The chemical complexity of the rhizosphere has obscured our understanding of it but is critically important to understand plant-soil linkages, plant-soil feedbacks and how these change across environmental gradients. In an attempt to unveil the unknown relationships at the plant/soil interface, we have taken advantage of modern developments in metabolomics and statistical analysis. Past chemical research of the rhizosphere is often centered on single compounds or families of compounds, biasing our interpretation of plant soil feedbacks. To understand the chemical complexity of the rhizosphere, we utilized clones of Populus angustifolia collected from six riparian populations from AZ to MT and grown in a common environment.
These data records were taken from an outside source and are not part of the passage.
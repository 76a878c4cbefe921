//! Quote
//!
//! The identity and content unit of the collection. Quotes carry no surrogate
//! id: the quotation body is the identity key for likes, bookmarks and search.

use serde::{Deserialize, Serialize};
use std::fmt;
use std::str::FromStr;
use thiserror::Error;

/// Built-in browsing categories offered by the collection
pub const CATEGORIES: [&str; 10] = [
    "inspirational",
    "life",
    "happiness",
    "love",
    "success",
    "motivation",
    "wisdom",
    "humor",
    "friendship",
    "family",
];

/// A single quotation record
///
/// Field names on the wire are `quote`, `author` and `category`.
#[derive(Debug, Clone, PartialEq, Eq, Hash, Serialize, Deserialize)]
pub struct Quote {
    /// Quotation body, also the identity key
    #[serde(rename = "quote")]
    pub text: String,
    pub author: String,
    /// Free-form label, not restricted to [`CATEGORIES`]
    #[serde(default)]
    pub category: String,
}

impl Quote {
    pub fn new(
        text: impl Into<String>,
        author: impl Into<String>,
        category: impl Into<String>,
    ) -> Self {
        Self {
            text: text.into(),
            author: author.into(),
            category: category.into(),
        }
    }

    /// Identity key used by the preference sets
    pub fn identity(&self) -> &str {
        &self.text
    }

    /// Two quotes are the same quote iff their text is byte-identical
    pub fn same_as(&self, other: &Quote) -> bool {
        self.text == other.text
    }

    /// Citation line used for copying and sharing
    pub fn citation(&self) -> String {
        format!("\"{}\" — {}", self.text, self.author)
    }

    /// Whether the category is one of the built-in browsing categories
    pub fn has_known_category(&self) -> bool {
        is_known_category(&self.category)
    }
}

pub fn is_known_category(category: &str) -> bool {
    CATEGORIES.contains(&category)
}

/// Display ordering applied by the view projector
#[derive(Debug, Clone, Copy, PartialEq, Eq, Default, Serialize, Deserialize)]
#[serde(rename_all = "lowercase")]
pub enum SortMode {
    /// Working set order
    #[default]
    Recent,
    /// Liked quotes first, otherwise working set order
    Popular,
    /// Fresh shuffle on every projection
    Random,
}

impl SortMode {
    pub fn as_str(&self) -> &'static str {
        match self {
            SortMode::Recent => "recent",
            SortMode::Popular => "popular",
            SortMode::Random => "random",
        }
    }
}

impl fmt::Display for SortMode {
    fn fmt(&self, f: &mut fmt::Formatter<'_>) -> fmt::Result {
        f.write_str(self.as_str())
    }
}

#[derive(Debug, Error, Clone, PartialEq, Eq)]
#[error("Unknown sort mode '{0}' (expected recent, popular or random)")]
pub struct ParseSortModeError(String);

impl FromStr for SortMode {
    type Err = ParseSortModeError;

    fn from_str(s: &str) -> Result<Self, Self::Err> {
        match s.trim().to_ascii_lowercase().as_str() {
            "recent" => Ok(SortMode::Recent),
            "popular" => Ok(SortMode::Popular),
            "random" => Ok(SortMode::Random),
            other => Err(ParseSortModeError(other.to_string())),
        }
    }
}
This design allowed for the exploration of the genetic component of variation in the root and rhizosphere soil metabolome to pursue three related hypotheses: First, there will be large scale variation in the chemical composition of the rhizosphere from trees collected from unique populations. Second, variation in soils reflect the variation in root chemical variation that conditioned them. Finally, the variation in chemical complexity among these populations is driven by trade-offs in physiological processes, instead of variation in belowground root productivity.
Results/Conclusions
Redundancy analysis on a dataset of over ten thousand known and unidentified chemical compounds suggest that plant population of origin can account for up to 34% of the variation in root chemistry and 30% of the variation in rhizosphere soil chemistry in a common environment. Further, exploration of plants conditioning soil was conducted with a co-inertia analysis and found that variation in plant root chemistry explains ~16% of the variation in soil chemistry. Further analysis reveals that the variation in rhizosphere chemistry of each population are driven by compounds unique to that population, not simply a result of differential belowground root productivity (i.e., compounds suggestive of cellular metabolism, such as NADH and ATP are not driving the observed trends). These data show that metabolomics can be used to address important ecological questions impacting plant soil linkages and feedbacks and have utility in broadening our understanding of what has often been kept in “the black box”. These data also show that approaches such as these are getting us closer to a predictive understanding of the chemical complexity of the rhizosphere within and across environmental gradients, which has both basic and applied implications for conservation and restoration.